» YOUR OBJECTIVE
Copy the entries character for character.
--- DATASET EXCERPTS Enclosed Below ---
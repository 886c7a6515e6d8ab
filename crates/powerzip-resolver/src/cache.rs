//! Injected caches for resolution results.
//!
//! Caches are a performance optimization only: a miss recomputes the same
//! answer a hit would have returned. Writes of the same key are idempotent,
//! so concurrent duplicate writes are harmless.

use std::collections::HashMap;
use std::sync::Arc;
use std::sync::atomic::{AtomicUsize, Ordering};
use std::time::Duration;

use chrono::{DateTime, TimeDelta, Utc};
use parking_lot::{Mutex, RwLock};
use tracing::debug;

/// Source of the current time.
pub trait Clock: Send + Sync {
    fn now(&self) -> DateTime<Utc>;
}

#[derive(Debug, Default, Clone, Copy)]
pub struct SystemClock;

impl Clock for SystemClock {
    fn now(&self) -> DateTime<Utc> {
        Utc::now()
    }
}

/// Clock that only moves when told to.
#[derive(Debug)]
pub struct ManualClock {
    now: Mutex<DateTime<Utc>>,
}

impl ManualClock {
    pub fn new(start: DateTime<Utc>) -> Self {
        Self {
            now: Mutex::new(start),
        }
    }

    pub fn advance(&self, by: Duration) {
        let mut now = self.now.lock();
        *now = add_saturating(*now, by);
    }
}

impl Clock for ManualClock {
    fn now(&self) -> DateTime<Utc> {
        *self.now.lock()
    }
}

/// Key-value cache with per-entry TTL.
pub trait Cache<V>: Send + Sync {
    fn get(&self, key: &str) -> Option<V>;
    fn set(&self, key: &str, value: V, ttl: Duration);
    fn clear(&self);
}

/// Writes between sweeps of expired entries.
pub const PURGE_EVERY: usize = 64;

/// In-process cache backed by a `RwLock<HashMap>`.
///
/// Expired entries are dropped when read and swept every [`PURGE_EVERY`]
/// writes, so keys that are never read again do not accumulate.
pub struct MemoryCache<V> {
    entries: RwLock<HashMap<String, (V, DateTime<Utc>)>>,
    clock: Arc<dyn Clock>,
    writes: AtomicUsize,
}

impl<V: Clone> MemoryCache<V> {
    pub fn new() -> Self {
        Self::with_clock(Arc::new(SystemClock))
    }

    pub fn with_clock(clock: Arc<dyn Clock>) -> Self {
        Self {
            entries: RwLock::new(HashMap::new()),
            clock,
            writes: AtomicUsize::new(0),
        }
    }

    /// Number of stored entries, expired or not.
    pub fn len(&self) -> usize {
        self.entries.read().len()
    }

    pub fn is_empty(&self) -> bool {
        self.entries.read().is_empty()
    }

    /// Drop expired entries. Returns how many were removed.
    pub fn purge_expired(&self) -> usize {
        let now = self.clock.now();
        let mut entries = self.entries.write();
        let before = entries.len();
        entries.retain(|_, (_, expires)| *expires > now);
        before - entries.len()
    }
}

impl<V: Clone> Default for MemoryCache<V> {
    fn default() -> Self {
        Self::new()
    }
}

impl<V: Clone + Send + Sync> Cache<V> for MemoryCache<V> {
    fn get(&self, key: &str) -> Option<V> {
        let now = self.clock.now();
        {
            let entries = self.entries.read();
            match entries.get(key) {
                Some((value, expires)) if *expires > now => {
                    debug!(key, "cache hit");
                    return Some(value.clone());
                }
                Some(_) => {}
                None => return None,
            }
        }
        // Re-check under the write lock; another writer may have refreshed it.
        let mut entries = self.entries.write();
        if entries.get(key).is_some_and(|(_, expires)| *expires <= now) {
            entries.remove(key);
            debug!(key, "evicted expired cache entry");
        }
        None
    }

    fn set(&self, key: &str, value: V, ttl: Duration) {
        let now = self.clock.now();
        let expires = add_saturating(now, ttl);
        let mut entries = self.entries.write();
        if self.writes.fetch_add(1, Ordering::Relaxed) % PURGE_EVERY == PURGE_EVERY - 1 {
            let before = entries.len();
            entries.retain(|_, (_, expires)| *expires > now);
            debug!(removed = before - entries.len(), "swept expired cache entries");
        }
        entries.insert(key.to_string(), (value, expires));
    }

    fn clear(&self) {
        self.entries.write().clear();
    }
}

/// Cache that stores nothing, for callers that disable caching.
#[derive(Debug, Default, Clone, Copy)]
pub struct NoCache;

impl<V> Cache<V> for NoCache {
    fn get(&self, _key: &str) -> Option<V> {
        None
    }

    fn set(&self, _key: &str, _value: V, _ttl: Duration) {}

    fn clear(&self) {}
}

fn add_saturating(at: DateTime<Utc>, by: Duration) -> DateTime<Utc> {
    TimeDelta::from_std(by)
        .ok()
        .and_then(|delta| at.checked_add_signed(delta))
        .unwrap_or(DateTime::<Utc>::MAX_UTC)
}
--- End of Enclosed DATASET EXCERPTS ---
» REPLY TO THE TASK
repository 886c7a6515e6d8ab
filename crates/powerzip-resolver/src/cache.rs
//! Injected caches for resolution results.
//!
//! Caches are a performance optimization only: a miss recomputes the same
//! answer a hit would have returned. Writes of the same key are idempotent,
//! so concurrent duplicate writes are harmless.

use std::collections::HashMap;
use std::sync::Arc;
use std::sync::atomic::{AtomicUsize, Ordering};
use std::time::Duration;

use chrono::{DateTime, TimeDelta, Utc};
use parking_lot::{Mutex, RwLock};
use tracing::debug;

/// Source of the current time.
pub trait Clock: Send + Sync {
    fn now(&self) -> DateTime<Utc>;
}

#[derive(Debug, Default, Clone, Copy)]
pub struct SystemClock;

impl Clock for SystemClock {
    fn now(&self) -> DateTime<Utc> {
        Utc::now()
    }
}

/// Clock that only moves when told to.
#[derive(Debug)]
pub struct ManualClock {
    now: Mutex<DateTime<Utc>>,
}

impl ManualClock {
    pub fn new(start: DateTime<Utc>) -> Self {
        Self {
            now: Mutex::new(start),
        }
    }

    pub fn advance(&self, by: Duration) {
        let mut now = self.now.lock();
        *now = add_saturating(*now, by);
    }
}

impl Clock for ManualClock {
    fn now(&self) -> DateTime<Utc> {
        *self.now.lock()
    }
}

/// Key-value cache with per-entry TTL.
pub trait Cache<V>: Send + Sync {
    fn get(&self, key: &str) -> Option<V>;
    fn set(&self, key: &str, value: V, ttl: Duration);
    fn clear(&self);
}

/// Writes between sweeps of expired entries.
pub const PURGE_EVERY: usize = 64;

/// In-process cache backed by a `RwLock<HashMap>`.
///
/// Expired entries are dropped when read and swept every [`PURGE_EVERY`]
/// writes, so keys that are never read again do not accumulate.
pub struct MemoryCache<V> {
    entries: RwLock<HashMap<String, (V, DateTime<Utc>)>>,
    clock: Arc<dyn Clock>,
    writes: AtomicUsize,
}

impl<V: Clone> MemoryCache<V> {
    pub fn new() -> Self {
        Self::with_clock(Arc::new(SystemClock))
    }

    pub fn with_clock(clock: Arc<dyn Clock>) -> Self {
        Self {
            entries: RwLock::new(HashMap::new()),
            clock,
            writes: AtomicUsize::new(0),
        }
    }

    /// Number of stored entries, expired or not.
    pub fn len(&self) -> usize {
        self.entries.read().len()
    }

    pub fn is_empty(&self) -> bool {
        self.entries.read().is_empty()
    }

    /// Drop expired entries. Returns how many were removed.
    pub fn purge_expired(&self) -> usize {
        let now = self.clock.now();
        let mut entries = self.entries.write();
        let before = entries.len();
        entries.retain(|_, (_, expires)| *expires > now);
        before - entries.len()
    }
}

impl<V: Clone> Default for MemoryCache<V> {
    fn default() -> Self {
        Self::new()
    }
}

impl<V: Clone + Send + Sync> Cache<V> for MemoryCache<V> {
    fn get(&self, key: &str) -> Option<V> {
        let now = self.clock.now();
        {
            let entries = self.entries.read();
            match entries.get(key) {
                Some((value, expires)) if *expires > now => {
                    debug!(key, "cache hit");
                    return Some(value.clone());
                }
                Some(_) => {}
                None => return None,
            }
        }
        // Re-check under the write lock; another writer may have refreshed it.
        let mut entries = self.entries.write();
        if entries.get(key).is_some_and(|(_, expires)| *expires <= now) {
            entries.remove(key);
            debug!(key, "evicted expired cache entry");
        }
        None
    }

    fn set(&self, key: &str, value: V, ttl: Duration) {
        let now = self.clock.now();
        let expires = add_saturating(now, ttl);
        let mut entries = self.entries.write();
        if self.writes.fetch_add(1, Ordering::Relaxed) % PURGE_EVERY == PURGE_EVERY - 1 {
            let before = entries.len();
            entries.retain(|_, (_, expires)| *expires > now);
            debug!(removed = before - entries.len(), "swept expired cache entries");
        }
        entries.insert(key.to_string(), (value, expires));
    }

    fn clear(&self) {
        self.entries.write().clear();
    }
}

/// Cache that stores nothing, for callers that disable caching.
#[derive(Debug, Default, Clone, Copy)]
pub struct NoCache;

impl<V> Cache<V> for NoCache {
    fn get(&self, _key: &str) -> Option<V> {
        None
    }

    fn set(&self, _key: &str, _value: V, _ttl: Duration) {}

    fn clear(&self) {}
}

fn add_saturating(at: DateTime<Utc>, by: Duration) -> DateTime<Utc> {
    TimeDelta::from_std(by)
        .ok()
        .and_then(|delta| at.checked_add_signed(delta))
        .unwrap_or(DateTime::<Utc>::MAX_UTC)
}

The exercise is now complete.